A partir de ese episodio, el Departamento Sustracción de Automotores de la Policía de Neuquén inició un seguimiento que permitió ubicar la camioneta abandonada. El vehículo había sido repintado: originalmente era gris y apareció completamente blanco.
Durante la requisa encontraron tickets de compras que se transformaron en una pieza clave para avanzar con la investigación.
Cámaras, rastros y cuatro sospechosos
Con esos comprobantes, los investigadores revisaron cámaras de seguridad de los locales donde se habían realizado las compras. Las imágenes permitieron identificar a tres personas que se movilizaban en la camioneta: una pareja y un hombre.
Sin embargo, el análisis del vehículo reveló algo más. Un rastro en la puerta del conductor permitió detectar la presencia de una cuarta persona que también había utilizado la camioneta.
“Determinamos que eran cuatro personas que trabajaban a modo de organización, a bordo de este vehículo para cometer robo de vehículos con inhibidores”, explicó a Mejor Informado el comisario Damián Novero, a cargo del Departamento Sustracción de Automotores.
Con esos elementos, el caso fue presentado ante la fiscalía, que consideró que se trataba de una organización dedicada al robo de vehículos utilizando dispositivos electrónicos.
Allanamientos en distintos puntos de la ciudad
La Justicia autorizó cuatro allanamientos que se realizaron el jueves por la mañana: tres en el oeste de la capital neuquina y otro en la zona céntrica.
Durante los procedimientos también se realizaron dos requisas vehiculares.

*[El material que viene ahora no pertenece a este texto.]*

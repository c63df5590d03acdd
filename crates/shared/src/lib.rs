//! Shared configuration and authentication types for Gatepass.
//!
//! This crate provides common types used across all other crates:
//! - Layered application configuration
//! - JWT claims carrying the actor's permissions
//! - JWT signing and verification

pub mod auth;
pub mod config;
pub mod jwt;


pub use auth::Claims;
pub use config::AppConfig;
pub use jwt::{JwtConfig, JwtError, JwtService};
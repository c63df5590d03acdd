//! Database seeder for Gatepass development and testing.
//!
//! Creates one token of every type, requested by a fixed development user,
//! so the approval and validation queues have something to show, then
//! prints bearer tokens for the development personas signed with the
//! configured JWT secret and lifetime.
//!
//! Usage: cargo run --bin seeder

use std::sync::Arc;

use chrono::{Duration, NaiveTime, Utc};
use rust_decimal::Decimal;
use uuid::Uuid;

use gatepass_core::token::{
    ActorContext, DeliveryRecord, ExitPassDetail, ExitPassItem, NewToken, OvertimeDetail,
    PermitDayDetail, PermitHourDetail, PolicyTable, RateChangeDetail, ShiftChangeDetail,
    SubstitutionDetail, SystemClock, TokenDetail, TokenService, UniformDeliveryDetail, UniformItem,
    permissions,
};
use gatepass_db::{TokenRepository, connect};
use gatepass_shared::{AppConfig, JwtConfig, JwtService};

/// Development requester (consistent for all seeds)
const DEV_REQUESTER_ID: Uuid = Uuid::from_u128(0x0000_0000_0000_0000_0000_0000_0000_0002);
/// Development coworker used by substitutions and shift swaps
const DEV_COWORKER_ID: Uuid = Uuid::from_u128(0x0000_0000_0000_0000_0000_0000_0000_0003);
/// Development approver holding every level
const DEV_APPROVER_ID: Uuid = Uuid::from_u128(0x0000_0000_0000_0000_0000_0000_0000_0004);
/// Development gate guard (security pool)
const DEV_GUARD_ID: Uuid = Uuid::from_u128(0x0000_0000_0000_0000_0000_0000_0000_0005);
/// Development payroll clerk (payroll pool)
const DEV_PAYROLL_ID: Uuid = Uuid::from_u128(0x0000_0000_0000_0000_0000_0000_0000_0006);

#[tokio::main]
async fn main() -> anyhow::Result<()> {
    dotenvy::dotenv().ok();

    let config = AppConfig::load()?;
    let database_url = std::env::var("DATABASE_URL").unwrap_or_else(|_| config.database.url.clone());

    println!("Connecting to database...");
    let db = connect(&database_url, 2, 1).await?;

    let service = TokenService::new(
        Arc::new(TokenRepository::new(db)),
        Arc::new(SystemClock),
        Arc::new(PolicyTable::standard()?),
    );
    let requester = ActorContext::new(DEV_REQUESTER_ID, Vec::<String>::new(), false);

    println!("Seeding tokens...");
    let mut created = 0;
    for (label, detail) in sample_details() {
        let now = Utc::now();
        let input = NewToken {
            area: Some("warehouse".to_string()),
            valid_from: now,
            valid_until: now + Duration::days(2),
            detail,
            submit: true,
        };
        match service.create(input, &requester).await {
            Ok(token) => {
                created += 1;
                println!(
                    "  {} {label}: {} ({})",
                    token.display_number, token.status, token.token_code
                );
            }
            Err(e) => eprintln!("Failed to create {label} token: {e}"),
        }
    }

    println!("Seeding complete! Created {created} tokens");

    let jwt = JwtService::new(JwtConfig::from(&config.jwt));
    println!(
        "Development bearer tokens (valid {}s):",
        jwt.access_token_expires_in()
    );
    for (label, user_id, perms) in dev_personas() {
        let token = jwt.generate_access_token(
            user_id,
            perms.iter().map(ToString::to_string).collect(),
            false,
        )?;
        println!("  {label}: Bearer {token}");
    }
    Ok(())
}

/// Personas covering every step of the workflow.
fn dev_personas() -> [(&'static str, Uuid, Vec<&'static str>); 4] {
    [
        ("requester", DEV_REQUESTER_ID, vec![]),
        (
            "approver",
            DEV_APPROVER_ID,
            vec![
                permissions::APPROVE_LEVEL_1,
                permissions::APPROVE_LEVEL_2,
                permissions::APPROVE_LEVEL_3,
            ],
        ),
        ("gate guard", DEV_GUARD_ID, vec![permissions::VALIDATE_SECURITY]),
        ("payroll clerk", DEV_PAYROLL_ID, vec![permissions::VALIDATE_PAYROLL]),
    ]
}

/// One detail per token type.
fn sample_details() -> Vec<(&'static str, TokenDetail)> {
    let today = Utc::now().date_naive();
    let tomorrow = today + Duration::days(1);

    vec![
        (
            "hourly permit",
            TokenDetail::PermitHour(PermitHourDetail {
                date: today,
                start_time: NaiveTime::from_hms_opt(14, 0, 0).unwrap_or_default(),
                end_time: NaiveTime::from_hms_opt(16, 0, 0).unwrap_or_default(),
                reason: "Medical appointment".to_string(),
                with_pay: true,
            }),
        ),
        (
            "day permit",
            TokenDetail::PermitDay(PermitDayDetail {
                start_date: tomorrow,
                end_date: tomorrow,
                reason: "Family matter".to_string(),
                with_pay: false,
            }),
        ),
        (
            "exit pass",
            TokenDetail::ExitPass(ExitPassDetail {
                items: vec![
                    ExitPassItem {
                        description: "Pallet jack".to_string(),
                        quantity: Decimal::from(2),
                        unit_value: Decimal::from(4_500),
                        requires_return: true,
                    },
                    ExitPassItem {
                        description: "Handheld scanner".to_string(),
                        quantity: Decimal::from(3),
                        unit_value: Decimal::from(4_000),
                        requires_return: true,
                    },
                ],
                destination: "Repair shop".to_string(),
                vehicle_plate: Some("B 9012 XZ".to_string()),
            }),
        ),
        (
            "uniform delivery",
            TokenDetail::UniformDelivery(UniformDeliveryDetail {
                items: vec![
                    UniformItem {
                        description: "Safety vest".to_string(),
                        size: Some("L".to_string()),
                        quantity: 2,
                    },
                    UniformItem {
                        description: "Steel-toe boots".to_string(),
                        size: Some("42".to_string()),
                        quantity: 1,
                    },
                ],
                delivery: DeliveryRecord::default(),
            }),
        ),
        (
            "substitution",
            TokenDetail::Substitution(SubstitutionDetail {
                substituted_personnel_id: DEV_COWORKER_ID,
                position: "Forklift operator".to_string(),
                date: tomorrow,
                shift: Some("night".to_string()),
            }),
        ),
        (
            "rate change",
            TokenDetail::RateChange(RateChangeDetail {
                position: "Picker".to_string(),
                current_rate: Decimal::new(1250, 2),
                new_rate: Decimal::new(1375, 2),
                effective_date: tomorrow,
            }),
        ),
        (
            "overtime",
            TokenDetail::Overtime(OvertimeDetail {
                date: today,
                hours: Decimal::from(3),
                reason: "Peak season backlog".to_string(),
            }),
        ),
        (
            "shift change",
            TokenDetail::ShiftChange(ShiftChangeDetail {
                date: tomorrow,
                from_shift: "morning".to_string(),
                to_shift: "evening".to_string(),
                swap_with_personnel_id: Some(DEV_COWORKER_ID),
            }),
        ),
    ]
}
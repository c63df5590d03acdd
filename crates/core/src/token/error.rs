//! Token workflow error types.
//!
//! Every business error is recoverable and reportable. The only fatal
//! condition, an incomplete policy table, has its own type so it can only
//! surface where the table is built.

use chrono::{DateTime, Utc};
use thiserror::Error;
use uuid::Uuid;

use crate::token::types::{TokenStatus, TokenType};

/// Errors that can occur during token workflow operations.
#[derive(Debug, Error)]
pub enum TokenError {
    /// The action is not legal from the token's current status.
    #[error("Cannot {action} a token in status {from}")]
    InvalidTransition {
        /// The current status.
        from: TokenStatus,
        /// The attempted action.
        action: &'static str,
    },

    /// The actor lacks the authority required by the current step.
    #[error("Forbidden: {0}")]
    Forbidden(String),

    /// Structural input defect.
    #[error("Validation failed: {0}")]
    ValidationFailed(String),

    /// The token is approved but the current time is outside its window.
    #[error("Token is only valid from {valid_from} until {valid_until} (now {at})")]
    OutOfValidityWindow {
        /// Start of the window.
        valid_from: DateTime<Utc>,
        /// End of the window.
        valid_until: DateTime<Utc>,
        /// Time of the attempt.
        at: DateTime<Utc>,
    },

    /// A concurrent write committed first.
    #[error("Token {0} was modified concurrently, reload and retry")]
    Conflict(Uuid),

    /// Token not found.
    #[error("Token {0} not found")]
    NotFound(String),

    /// Persistence failure.
    #[error("Storage error: {0}")]
    Storage(String),
}

impl TokenError {
    /// Shorthand for an invalid transition.
    #[must_use]
    pub const fn invalid(from: TokenStatus, action: &'static str) -> Self {
        Self::InvalidTransition { from, action }
    }

    /// Returns the HTTP status code for this error.
    #[must_use]
    pub const fn status_code(&self) -> u16 {
        match self {
            Self::ValidationFailed(_) => 400,
            Self::Forbidden(_) => 403,
            Self::NotFound(_) => 404,
            Self::InvalidTransition { .. } => 409,
            Self::Conflict(_) => 412,
            Self::OutOfValidityWindow { .. } => 422,
            Self::Storage(_) => 500,
        }
    }

    /// Returns the error code for API responses.
    #[must_use]
    pub const fn error_code(&self) -> &'static str {
        match self {
            Self::InvalidTransition { .. } => "INVALID_TRANSITION",
            Self::Forbidden(_) => "FORBIDDEN",
            Self::ValidationFailed(_) => "VALIDATION_FAILED",
            Self::OutOfValidityWindow { .. } => "OUT_OF_VALIDITY_WINDOW",
            Self::Conflict(_) => "CONFLICT",
            Self::NotFound(_) => "TOKEN_NOT_FOUND",
            Self::Storage(_) => "STORAGE_ERROR",
        }
    }
}

/// Fatal configuration error raised while building the policy table.
#[derive(Debug, Error, PartialEq, Eq)]
pub enum PolicyConfigError {
    /// A token type has no policy.
    #[error("No policy registered for token type {0}")]
    MissingMapping(TokenType),

    /// A token type was registered twice.
    #[error("Policy for token type {0} registered more than once")]
    DuplicateMapping(TokenType),

    /// A token type requires no approval level at all.
    #[error("Policy for token type {0} requires no approval level")]
    NoApprovalLevels(TokenType),
}
//! Token workflow routes.
//!
//! Every handler builds the actor context from the verified claims and hands
//! the operation to [`TokenService`](gatepass_core::token::TokenService); the
//! service is the only place where transition rules are decided.

use axum::{
    Json, Router,
    extract::{Path, State},
    http::StatusCode,
    response::{IntoResponse, Response},
    routing::{get, post},
};
use serde::{Deserialize, Serialize};
use serde_json::json;
use tracing::{error, warn};
use uuid::Uuid;

use crate::{AppState, middleware::AuthUser};
use gatepass_core::token::{
    AllowedActions, ApprovalLevel, DeliveryInput, EvidenceInput, NewToken, Token, TokenError,
    TokenType,
};

/// Creates the token routes.
pub fn routes() -> Router<AppState> {
    Router::new()
        .route("/tokens", post(create_token))
        .route("/tokens/pending-approval", get(list_pending_approval))
        .route("/tokens/pending-validation", get(list_pending_validation))
        .route("/tokens/validate", post(validate_token))
        .route("/tokens/code/{token_code}", get(get_token_by_code))
        .route("/tokens/{id}", get(get_token))
        .route("/tokens/{id}/actions", get(get_allowed_actions))
        .route("/tokens/{id}/submit", post(submit_token))
        .route("/tokens/{id}/approve", post(approve_token))
        .route("/tokens/{id}/reject", post(reject_token))
        .route("/tokens/{id}/cancel", post(cancel_token))
        .route("/tokens/{id}/complete-delivery", post(complete_delivery))
}

// ============================================================================
// Request/Response Types
// ============================================================================

/// Request body for approving the outstanding level.
#[derive(Debug, Deserialize)]
pub struct ApproveRequest {
    /// Level being granted (1, 2 or 3).
    pub level: ApprovalLevel,
    /// Optional notes, signature and photo.
    #[serde(flatten)]
    pub evidence: EvidenceInput,
}

/// Request body for rejecting a pending token.
#[derive(Debug, Deserialize)]
pub struct RejectRequest {
    /// Why the token is turned down.
    pub reason: String,
}

/// Request body for validating an approved token.
#[derive(Debug, Deserialize)]
pub struct ValidateRequest {
    /// Opaque code read from the QR or link.
    pub token_code: String,
    /// Optional notes, signature and photo.
    #[serde(flatten)]
    pub evidence: EvidenceInput,
}

/// A token with derived fields.
#[derive(Debug, Serialize)]
pub struct TokenResponse {
    /// The stored token.
    #[serde(flatten)]
    pub token: Token,
    /// Type derived from the detail.
    pub token_type: TokenType,
    /// Whether the QR/PDF document can be handed out.
    pub document_available: bool,
}

impl From<Token> for TokenResponse {
    fn from(token: Token) -> Self {
        Self {
            token_type: token.token_type(),
            document_available: token.document_available(),
            token,
        }
    }
}

/// A list of tokens.
#[derive(Debug, Serialize)]
pub struct TokenListResponse {
    /// Matching tokens, newest first.
    pub tokens: Vec<TokenResponse>,
    /// Number of tokens returned.
    pub total: usize,
}

impl From<Vec<Token>> for TokenListResponse {
    fn from(tokens: Vec<Token>) -> Self {
        let tokens: Vec<TokenResponse> = tokens.into_iter().map(TokenResponse::from).collect();
        Self {
            total: tokens.len(),
            tokens,
        }
    }
}

/// Actions the caller may currently perform on a token.
#[derive(Debug, Serialize)]
pub struct AllowedActionsResponse {
    /// Token ID.
    pub token_id: Uuid,
    /// The hints.
    #[serde(flatten)]
    pub actions: AllowedActions,
}

// ============================================================================
// Handlers
// ============================================================================

async fn create_token(
    State(state): State<AppState>,
    auth: AuthUser,
    Json(payload): Json<NewToken>,
) -> Response {
    let result = state.service.create(payload, &auth.actor()).await;
    token_response(result, StatusCode::CREATED)
}

async fn get_token(
    State(state): State<AppState>,
    _auth: AuthUser,
    Path(id): Path<Uuid>,
) -> Response {
    token_response(state.service.get(id).await, StatusCode::OK)
}

async fn get_token_by_code(
    State(state): State<AppState>,
    _auth: AuthUser,
    Path(token_code): Path<String>,
) -> Response {
    token_response(state.service.get_by_code(&token_code).await, StatusCode::OK)
}

async fn get_allowed_actions(
    State(state): State<AppState>,
    auth: AuthUser,
    Path(id): Path<Uuid>,
) -> Response {
    match state.service.allowed_actions(id, &auth.actor()).await {
        Ok(actions) => (
            StatusCode::OK,
            Json(AllowedActionsResponse {
                token_id: id,
                actions,
            }),
        )
            .into_response(),
        Err(e) => token_error_response(&e),
    }
}

async fn submit_token(
    State(state): State<AppState>,
    auth: AuthUser,
    Path(id): Path<Uuid>,
) -> Response {
    token_response(state.service.submit(id, &auth.actor()).await, StatusCode::OK)
}

async fn approve_token(
    State(state): State<AppState>,
    auth: AuthUser,
    Path(id): Path<Uuid>,
    Json(payload): Json<ApproveRequest>,
) -> Response {
    let result = state
        .service
        .approve(id, payload.level, payload.evidence, &auth.actor())
        .await;
    token_response(result, StatusCode::OK)
}

async fn reject_token(
    State(state): State<AppState>,
    auth: AuthUser,
    Path(id): Path<Uuid>,
    Json(payload): Json<RejectRequest>,
) -> Response {
    let result = state
        .service
        .reject(id, payload.reason, &auth.actor())
        .await;
    token_response(result, StatusCode::OK)
}

async fn cancel_token(
    State(state): State<AppState>,
    auth: AuthUser,
    Path(id): Path<Uuid>,
) -> Response {
    token_response(state.service.cancel(id, &auth.actor()).await, StatusCode::OK)
}

async fn validate_token(
    State(state): State<AppState>,
    auth: AuthUser,
    Json(payload): Json<ValidateRequest>,
) -> Response {
    let result = state
        .service
        .validate(&payload.token_code, payload.evidence, &auth.actor())
        .await;
    token_response(result, StatusCode::OK)
}

async fn complete_delivery(
    State(state): State<AppState>,
    auth: AuthUser,
    Path(id): Path<Uuid>,
    Json(payload): Json<DeliveryInput>,
) -> Response {
    let result = state
        .service
        .complete_delivery(id, payload, &auth.actor())
        .await;
    token_response(result, StatusCode::OK)
}

async fn list_pending_approval(State(state): State<AppState>, auth: AuthUser) -> Response {
    match state.service.list_pending_approvals(&auth.actor()).await {
        Ok(tokens) => (StatusCode::OK, Json(TokenListResponse::from(tokens))).into_response(),
        Err(e) => token_error_response(&e),
    }
}

async fn list_pending_validation(State(state): State<AppState>, auth: AuthUser) -> Response {
    match state.service.list_pending_validation(&auth.actor()).await {
        Ok(tokens) => (StatusCode::OK, Json(TokenListResponse::from(tokens))).into_response(),
        Err(e) => token_error_response(&e),
    }
}

// ============================================================================
// Helpers
// ============================================================================

fn token_response(result: Result<Token, TokenError>, success: StatusCode) -> Response {
    match result {
        Ok(token) => (success, Json(TokenResponse::from(token))).into_response(),
        Err(e) => token_error_response(&e),
    }
}

/// Maps a workflow error to `{"error", "message"}` with its HTTP status.
fn token_error_response(e: &TokenError) -> Response {
    let status =
        StatusCode::from_u16(e.status_code()).unwrap_or(StatusCode::INTERNAL_SERVER_ERROR);
    match e {
        TokenError::Storage(_) => error!(error = %e, "Token storage failure"),
        TokenError::Conflict(id) => warn!(token_id = %id, "Concurrent modification reported to caller"),
        _ => {}
    }

    // Storage details stay in the logs.
    let message = if matches!(e, TokenError::Storage(_)) {
        "Internal server error".to_string()
    } else {
        e.to_string()
    };

    (
        status,
        Json(json!({
            "error": e.error_code(),
            "message": message
        })),
    )
        .into_response()
}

Como resultado del operativo, la Policía secuestró teléfonos celulares, prendas de vestir, herramientas y un inhibidor de frecuencia con accesorios, elementos vinculados con la modalidad delictiva investigada.
Tres personas fueron demoradas durante los allanamientos: la pareja identificada en la investigación y otro hombre.
Un inhibidor que nunca se había visto en la región
Entre los elementos secuestrados apareció un dispositivo que llamó especialmente la atención de los investigadores.
“Es el primer inhibidor de esas características que detectamos en la región. Tiene alcance superior y no solo inhibe cerraduras, interfiere llamadas de teléfonos y cámaras de filmación”, explicó Novero.
Según detalló el comisario, ese tipo de equipos permite a los delincuentes bloquear la señal del cierre centralizado de los autos y evitar que los propietarios adviertan que el vehículo quedó abierto. Además, puede interferir otros sistemas electrónicos.
“Encubren más el hecho gracias a la tecnología aplicada al delito”, señaló.
Un detenido que debía estar en su casa
Tras los procedimientos, dos de los demorados quedaron imputados en la causa pero recuperaron la libertad, supeditados al avance de la investigación.
El tercer implicado quedó detenido por una situación adicional: al momento del allanamiento se encontraba cumpliendo prisión domiciliaria por una causa de tentativa de homicidio.
“Mientras cumplía la domiciliaria salió a robar con los demás”, indicó Novero.
El hombre quedó detenido en esta nueva causa como presunto coautor dentro de la banda.
Una investigación que llevó casi dos meses
Desde la Policía explicaron que el trabajo para desarmar el grupo demandó casi dos meses de tareas investigativas, con análisis de cámaras, rastros y seguimiento de movimientos.
“Fue una investigación larga y tediosa de dos meses”, afirmó el jefe policial.
Con las detenciones y los elementos secuestrados, la causa continúa en manos de la Justicia mientras se profundizan las líneas de investigación para determinar si el grupo está vinculado a otros robos de vehículos en la región.